ENEM 2016 - 2ª Aplicação - Caminhos para combater o racismo no Brasil
Enviada em 24/10/2025
Embora a Constituição de 1988 garanta igualdade, o racismo ainda estrutura as relações sociais no Brasil. Como apontou Florestan Fernandes, a abolição da escravidão ocorreu sem políticas de inclusão, o que gerou desigualdades que perduram. Nesse sentido, é necessário analisar a naturalização do racismo no cotidiano e a fragilidade das políticas públicas como entraves à sua superação.

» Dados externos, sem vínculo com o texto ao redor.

//! Scalar-or-vector inputs for the force and power functions.
//!
//! Broadcasting rules:
//! - scalar ⊕ scalar → scalar
//! - scalar ⊕ vector → vector (the scalar is repeated)
//! - vector ⊕ vector → vector, lengths must match

use crate::common::check_finite;
use crate::error::{ModelError, ModelResult};
use serde::Serialize;

/// Borrowed scalar or 1-D input.
#[derive(Clone, Copy, Debug, PartialEq)]
pub enum Operand<'a> {
    Scalar(f64),
    Vector(&'a [f64]),
}

impl<'a> Operand<'a> {
    /// Element count, `None` for a scalar.
    pub fn len(&self) -> Option<usize> {
        match self {
            Self::Scalar(_) => None,
            Self::Vector(v) => Some(v.len()),
        }
    }

    fn at(&self, i: usize) -> f64 {
        match self {
            Self::Scalar(x) => *x,
            Self::Vector(v) => v[i],
        }
    }

    /// Apply `f` elementwise, rejecting non-finite inputs.
    pub fn map<F>(self, what: &'static str, mut f: F) -> ModelResult<Value>
    where
        F: FnMut(f64) -> ModelResult<f64>,
    {
        match self {
            Self::Scalar(x) => Ok(Value::Scalar(f(check_finite(x, what)?)?)),
            Self::Vector(v) => v
                .iter()
                .map(|&x| f(check_finite(x, what)?))
                .collect::<ModelResult<Vec<_>>>()
                .map(Value::Vector),
        }
    }

    /// Apply `f` pairwise under the broadcasting rules.
    pub fn zip_map<F>(
        self,
        other: Operand<'_>,
        what: (&'static str, &'static str),
        mut f: F,
    ) -> ModelResult<Value>
    where
        F: FnMut(f64, f64) -> ModelResult<f64>,
    {
        let len = match (self.len(), other.len()) {
            (None, None) => {
                let a = check_finite(self.at(0), what.0)?;
                let b = check_finite(other.at(0), what.1)?;
                return Ok(Value::Scalar(f(a, b)?));
            }
            (Some(n), None) | (None, Some(n)) => n,
            (Some(n), Some(m)) if n == m => n,
            (Some(n), Some(m)) => {
                return Err(ModelError::ShapeMismatch {
                    what: "operands must have equal length or one must be scalar",
                    left: n,
                    right: m,
                });
            }
        };

        (0..len)
            .map(|i| {
                let a = check_finite(self.at(i), what.0)?;
                let b = check_finite(other.at(i), what.1)?;
                f(a, b)
            })
            .collect::<ModelResult<Vec<_>>>()
            .map(Value::Vector)
    }
}

impl From<f64> for Operand<'_> {
    fn from(x: f64) -> Self {
        Self::Scalar(x)
    }
}

impl<'a> From<&'a [f64]> for Operand<'a> {
    fn from(v: &'a [f64]) -> Self {
        Self::Vector(v)
    }
}

impl<'a> From<&'a Vec<f64>> for Operand<'a> {
    fn from(v: &'a Vec<f64>) -> Self {
        Self::Vector(v.as_slice())
    }
}

impl<'a, const N: usize> From<&'a [f64; N]> for Operand<'a> {
    fn from(v: &'a [f64; N]) -> Self {
        Self::Vector(v.as_slice())
    }
}

/// Owned result mirroring the shape of the inputs.
#[derive(Clone, Debug, PartialEq, Serialize)]
#[serde(untagged)]
pub enum Value {
    Scalar(f64),
    Vector(Vec<f64>),
}

impl Value {
    pub fn as_scalar(&self) -> Option<f64> {
        match self {
            Self::Scalar(x) => Some(*x),
            Self::Vector(_) => None,
        }
    }

    pub fn as_slice(&self) -> &[f64] {
        match self {
            Self::Scalar(x) => std::slice::from_ref(x),
            Self::Vector(v) => v,
        }
    }

    pub fn into_vec(self) -> Vec<f64> {
        match self {
            Self::Scalar(x) => vec![x],
            Self::Vector(v) => v,
        }
    }

    pub fn len(&self) -> usize {
        self.as_slice().len()
    }

    pub fn is_empty(&self) -> bool {
        self.as_slice().is_empty()
    }
}

#[cfg(test)]
mod tests {
    use super::*;

    fn add(a: f64, b: f64) -> ModelResult<f64> {
        Ok(a + b)
    }

    #[test]
    fn scalar_scalar_stays_scalar() {
        let out = Operand::Scalar(1.0)
            .zip_map(Operand::Scalar(2.0), ("a", "b"), add).unwrap();
        assert_eq!(out, Value::Scalar(3.0));
    }

    #[test]
    fn scalar_broadcasts_against_vector() {
        let v = [1.0, 2.0, 3.0];
        let out = Operand::Scalar(10.0)
            .zip_map(Operand::from(&v), ("a", "b"), add)
            .unwrap();
        assert_eq!(out, Value::Vector(vec![11.0, 12.0, 13.0]));

        let out = Operand::from(&v)
            .zip_map(Operand::Scalar(10.0), ("a", "b"), add)
            .unwrap();
        assert_eq!(out.into_vec(), vec![11.0, 12.0, 13.0]);
    }

    #[test]
    fn mismatched_vectors_are_rejected() {
        let a = [1.0, 2.0];
        let b = [1.0, 2.0, 3.0];
        let err = Operand::from(&a)
            .zip_map(Operand::from(&b), ("a", "b"), add)
            .unwrap_err();
        assert!(matches!(
            err,
            ModelError::ShapeMismatch {
                left: 2,
                right: 3,
                ..
            }
        ));
    }

    #[test]
    fn non_finite_input_is_rejected() {
        let v = [1.0, f64::NAN];
        let err = Operand::from(&v).map("omega", Ok).unwrap_err();
        assert_eq!(err, ModelError::InvalidArg { what: "omega" });
    }

    #[test]
    fn value_accessors() {
        assert_eq!(Value::Scalar(2.0).as_scalar(), Some(2.0));
        assert_eq!(Value::Scalar(2.0).as_slice(), &[2.0]);
        assert_eq!(Value::Vector(vec![]).len(), 0);
        assert!(Value::Vector(vec![]).is_empty());
    }
}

Nesse contexto, a naturalização de atitudes racistas representa um grande desafio. A filósofa Djamila Ribeiro destaca que o preconceito, muitas vezes, se apresenta de forma sutil e cotidiana, tornando-se invisível. Isso faz com que piadas, estigmas e exclusões se perpetuem sem questionamentos. Quando a sociedade normaliza tais comportamentos, contribui para a exclusão e para a desigualdade. Desse modo, a conscientização coletiva é essencial para romper esse ciclo.
Ademais, a fragilidade das ações do Estado compromete o enfrentamento do racismo. A baixa aplicação da Lei 10.639, que obriga o ensino da história e cultura afro-brasileira nas escolas, mostra essa negligência. Sem educação crítica desde a infância, preconceitos continuam sendo reproduzidos. Além disso, a falta de representatividade negra em espaços de poder reforça a exclusão. Portanto, políticas públicas precisam ser fortalecidas e fiscalizadas.
Portanto, é necessário combater o racismo por meio da educação e da ação institucional. O Ministério da Educação deve promover campanhas educativas em escolas e mídias, para desconstruir estigmas e valorizar a diversidade. Já o Ministério Público Federal precisa fiscalizar o cumprimento da Lei 10.639, em parceria com ONGs, visando à formação de uma sociedade mais justa, plural e cidadã.